REQUIRED ACTION ▸ Each line of the records below that holds "composer" should be returned.

(Stored data entries)
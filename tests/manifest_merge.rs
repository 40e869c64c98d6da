//! Golden tests for the composer.json merge.

use deploykit::manifest::{merge_manifest, ManifestEdit};
use deploykit::mutator::{MutateError, MutationMode};
use serde_json::json;
use std::fs;
use tempfile::TempDir;

fn write_manifest(content: &str) -> (TempDir, std::path::PathBuf) {
    let dir = TempDir::new().unwrap();
    let path = dir.path().join("composer.json");
    fs::write(&path, content).unwrap();
    (dir, path)
}

#[test]
fn test_merge_preserves_unrelated_keys_and_order() {
    let (_dir, path) = write_manifest(r#"{"scripts":{"build":"x"},"other":{"k":1}}"#);
    let edit = ManifestEdit::default().script("dev", json!("npm run dev"));

    let report = merge_manifest(&path, &edit, MutationMode::Write).unwrap();
    assert!(report.modified);
    assert_eq!(report.changes, vec!["scripts.dev".to_string()]);

    let expected = r#"{
    "scripts": {
        "build": "x",
        "dev": "npm run dev"
    },
    "other": {
        "k": 1
    }
}
"#;
    assert_eq!(fs::read_to_string(&path).unwrap(), expected);

    let report = merge_manifest(&path, &edit, MutationMode::Write).unwrap();
    assert!(!report.modified);
    assert_eq!(fs::read_to_string(&path).unwrap(), expected);
}

#[test]
fn test_merge_adds_dont_discover_once() {
    let (_dir, path) = write_manifest(
        r#"{
    "name": "laravel/laravel",
    "extra": {
        "laravel": {
            "dont-discover": ["barryvdh/laravel-debugbar"]
        }
    }
}
"#,
    );
    let edit = ManifestEdit::default().dont_discover("laravel/telescope");

    merge_manifest(&path, &edit, MutationMode::Write).unwrap();
    merge_manifest(&path, &edit, MutationMode::Write).unwrap();

    let doc: serde_json::Value = serde_json::from_str(&fs::read_to_string(&path).unwrap()).unwrap();
    assert_eq!(
        doc["extra"]["laravel"]["dont-discover"],
        json!(["barryvdh/laravel-debugbar", "laravel/telescope"])
    );
}

#[test]
fn test_unchanged_manifest_keeps_original_formatting() {
    // Two-space indent survives because nothing structural changed
    let original = "{\n  \"scripts\": {\n    \"deploy\": [\"a\"]\n  }\n}\n";
    let (_dir, path) = write_manifest(original);
    let edit = ManifestEdit::default().script("deploy", json!(["a"]));

    let report = merge_manifest(&path, &edit, MutationMode::Write).unwrap();
    assert!(!report.modified);
    assert_eq!(fs::read_to_string(&path).unwrap(), original);
}

#[test]
fn test_check_mode_reports_without_writing() {
    let original = r#"{"name":"app"}"#;
    let (_dir, path) = write_manifest(original);
    let edit = ManifestEdit::default().script("deploy", json!(["a"]));

    let report = merge_manifest(&path, &edit, MutationMode::Check).unwrap();
    assert!(report.modified);
    assert_eq!(fs::read_to_string(&path).unwrap(), original);
}

#[test]
fn test_invalid_json_is_malformed_target() {
    let (_dir, path) = write_manifest("{ not json");
    let edit = ManifestEdit::default().script("deploy", json!([]));

    let err = merge_manifest(&path, &edit, MutationMode::Write).unwrap_err();
    assert!(matches!(err, MutateError::MalformedTarget { .. }));
    assert_eq!(fs::read_to_string(&path).unwrap(), "{ not json");
}

#[test]
fn test_missing_manifest() {
    let dir = TempDir::new().unwrap();
    let edit = ManifestEdit::default().script("deploy", json!([]));
    let err = merge_manifest(&dir.path().join("composer.json"), &edit, MutationMode::Write)
        .unwrap_err();
    assert!(matches!(err, MutateError::MissingTarget { .. }));
}
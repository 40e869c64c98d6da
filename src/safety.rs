use std::path::{Component, Path, PathBuf};
use thiserror::Error;

/// Directories the installer must never write into; they belong to the
/// package managers.
const FORBIDDEN_DIRS: &[&str] = &["vendor", "node_modules"];

/// Boundary checks that keep every write inside the target project.
#[derive(Debug, Clone)]
pub struct ProjectGuard {
    /// Canonical path to project root
    project_root: PathBuf,
    /// Canonical-rooted directories that are off limits
    forbidden_paths: Vec<PathBuf>,
}

#[derive(Error, Debug)]
pub enum SafetyError {
    #[error("Path is outside project: {path} (project: {project})")]
    OutsideProject { path: PathBuf, project: PathBuf },

    #[error("Path is in forbidden directory: {path} (forbidden: {forbidden})")]
    ForbiddenPath { path: PathBuf, forbidden: PathBuf },

    #[error("Refusing to target the project root itself")]
    ProjectRoot,

    #[error("Failed to canonicalize path: {0}")]
    Canonicalize(#[from] std::io::Error),
}

impl ProjectGuard {
    /// Create a guard for the given root.
    ///
    /// The root is canonicalized so symlinked checkouts compare correctly.
    pub fn new(project_root: impl AsRef<Path>) -> Result<Self, SafetyError> {
        let project_root = project_root.as_ref().canonicalize()?;
        let forbidden_paths = FORBIDDEN_DIRS
            .iter()
            .map(|dir| project_root.join(dir))
            .collect();

        Ok(Self {
            project_root,
            forbidden_paths,
        })
    }

    /// Check that `path` is a safe write target and return its resolved
    /// absolute form.
    ///
    /// The path does not need to exist yet: the deepest existing ancestor is
    /// canonicalized (resolving symlinks) and the missing tail re-attached.
    pub fn validate_path(&self, path: impl AsRef<Path>) -> Result<PathBuf, SafetyError> {
        let path = path.as_ref();

        let absolute = if path.is_absolute() {
            path.to_path_buf()
        } else {
            self.project_root.join(path)
        };

        let resolved = resolve_with_missing_tail(&absolute).ok_or_else(|| {
            SafetyError::OutsideProject {
                path: absolute.clone(),
                project: self.project_root.clone(),
            }
        })??;

        self.check_resolved(&resolved)?;

        Ok(resolved)
    }

    fn check_resolved(&self, resolved: &Path) -> Result<(), SafetyError> {
        if !resolved.starts_with(&self.project_root) {
            return Err(SafetyError::OutsideProject {
                path: resolved.to_path_buf(),
                project: self.project_root.clone(),
            });
        }

        if resolved == self.project_root {
            return Err(SafetyError::ProjectRoot);
        }

        for forbidden in &self.forbidden_paths {
            if resolved.starts_with(forbidden) {
                return Err(SafetyError::ForbiddenPath {
                    path: resolved.to_path_buf(),
                    forbidden: forbidden.clone(),
                });
            }
        }

        Ok(())
    }

    pub fn project_root(&self) -> &Path {
        &self.project_root
    }
}

/// Canonicalize the deepest existing ancestor of `path` and append the rest.
///
/// Returns `None` when the missing tail contains `..`, which cannot be
/// resolved without the directories existing.
fn resolve_with_missing_tail(path: &Path) -> Option<Result<PathBuf, SafetyError>> {
    let mut existing = path;
    let mut tail = Vec::new();

    while !existing.exists() {
        let name = existing.file_name()?;
        tail.push(name.to_os_string());
        existing = existing.parent()?;
    }

    if path
        .strip_prefix(existing)
        .ok()?
        .components()
        .any(|c| matches!(c, Component::ParentDir))
    {
        return None;
    }

    let mut resolved = match existing.canonicalize() {
        Ok(p) => p,
        Err(e) => return Some(Err(e.into())),
    };
    for name in tail.iter().rev() {
        resolved.push(name);
    }
    Some(Ok(resolved))
}
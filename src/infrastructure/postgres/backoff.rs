//! Exponential backoff for startup connectivity retries

use std::time::Duration;

use rand::Rng;

use crate::config::RetryConfig;

/// Exponential backoff configuration
#[derive(Debug, Clone)]
pub struct BackoffConfig {
    /// Delay before the second attempt, in milliseconds
    pub initial_delay_ms: u64,
    /// Maximum delay in milliseconds
    pub max_delay_ms: u64,
    /// Multiplier for exponential growth
    pub multiplier: f64,
    /// Jitter factor (0.0 to 1.0)
    pub jitter_factor: f64,
}

impl From<&RetryConfig> for BackoffConfig {
    fn from(retry: &RetryConfig) -> Self {
        Self {
            initial_delay_ms: retry.initial_delay_ms,
            max_delay_ms: retry.max_delay_ms,
            multiplier: 2.0,
            jitter_factor: retry.jitter_factor.clamp(0.0, 1.0),
        }
    }
}

/// Exponential backoff calculator.
///
/// The delay after failed attempt `n` (1-indexed) is
/// `initial_delay_ms * multiplier^(n-1)`, capped at `max_delay_ms`.
pub struct ExponentialBackoff {
    config: BackoffConfig,
    attempt: u32,
}

impl ExponentialBackoff {
    /// Create a new exponential backoff with custom configuration
    pub fn with_config(config: BackoffConfig) -> Self {
        Self { config, attempt: 0 }
    }

    /// Delay that follows failed attempt `attempt` (1-indexed), without jitter.
    fn base_delay_for(&self, attempt: u32) -> Duration {
        let exponent = attempt.saturating_sub(1).min(i32::MAX as u32) as i32;
        let delay = self.config.initial_delay_ms as f64 * self.config.multiplier.powi(exponent);
        let capped = delay.min(self.config.max_delay_ms as f64);
        Duration::from_millis(capped as u64)
    }

    /// Get the next delay duration
    pub fn next_delay(&mut self) -> Duration {
        self.attempt += 1;
        let base_ms = self.base_delay_for(self.attempt).as_millis() as f64;

        // Apply jitter only if jitter_factor > 0
        let final_ms = if self.config.jitter_factor > 0.0 && base_ms > 0.0 {
            let jitter_range = base_ms * self.config.jitter_factor;
            let jitter = rand::rng().random_range(-jitter_range..jitter_range);
            (base_ms + jitter).max(0.0)
        } else {
            base_ms
        };

        Duration::from_millis(final_ms as u64)
    }
}

#[cfg(test)]
mod tests {
    use super::*;

    fn exact(initial_delay_ms: u64) -> ExponentialBackoff {
        ExponentialBackoff::with_config(BackoffConfig {
            initial_delay_ms,
            max_delay_ms: u64::MAX,
            multiplier: 2.0,
            jitter_factor: 0.0,
        })
    }

    #[test]
    fn test_delays_double_from_initial() {
        let mut backoff = exact(1000);

        let delays: Vec<u128> = (0..4).map(|_| backoff.next_delay().as_millis()).collect();
        assert_eq!(delays, vec![1000, 2000, 4000, 8000]);
        assert_eq!(backoff.next_delay(), Duration::from_millis(16_000));
    }

    #[test]
    fn test_base_delay_for_is_one_indexed() {
        let backoff = exact(250);
        assert_eq!(backoff.base_delay_for(1), Duration::from_millis(250));
        assert_eq!(backoff.base_delay_for(3), Duration::from_millis(1000));
        // attempt 0 behaves like the first attempt
        assert_eq!(backoff.base_delay_for(0), Duration::from_millis(250));
    }

    #[test]
    fn test_exponential_backoff_caps_at_max() {
        let config = BackoffConfig {
            initial_delay_ms: 1000,
            max_delay_ms: 5000,
            multiplier: 10.0,
            jitter_factor: 0.0,
        };
        let mut backoff = ExponentialBackoff::with_config(config);

        for _ in 0..5 {
            backoff.next_delay();
        }

        let delay = backoff.next_delay();
        assert_eq!(delay.as_millis(), 5000);
    }

    #[test]
    fn test_jitter_stays_in_range() {
        let config = BackoffConfig {
            initial_delay_ms: 1000,
            max_delay_ms: 60_000,
            multiplier: 2.0,
            jitter_factor: 0.1,
        };
        let mut backoff = ExponentialBackoff::with_config(config);

        let delay = backoff.next_delay().as_millis();
        assert!((900..=1100).contains(&delay));
    }

    #[test]
    fn test_from_retry_config() {
        let retry = RetryConfig::default();
        let config = BackoffConfig::from(&retry);
        assert_eq!(config.initial_delay_ms, 1000);
        assert_eq!(config.multiplier, 2.0);
        assert_eq!(config.jitter_factor, 0.0);
    }
}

EXERCISE RESULT ▸
//! Golden tests for the composer.json merge.
    let path = dir.path().join("composer.json");
    let err = merge_manifest(&dir.path().join("composer.json"), &edit, MutationMode::Write)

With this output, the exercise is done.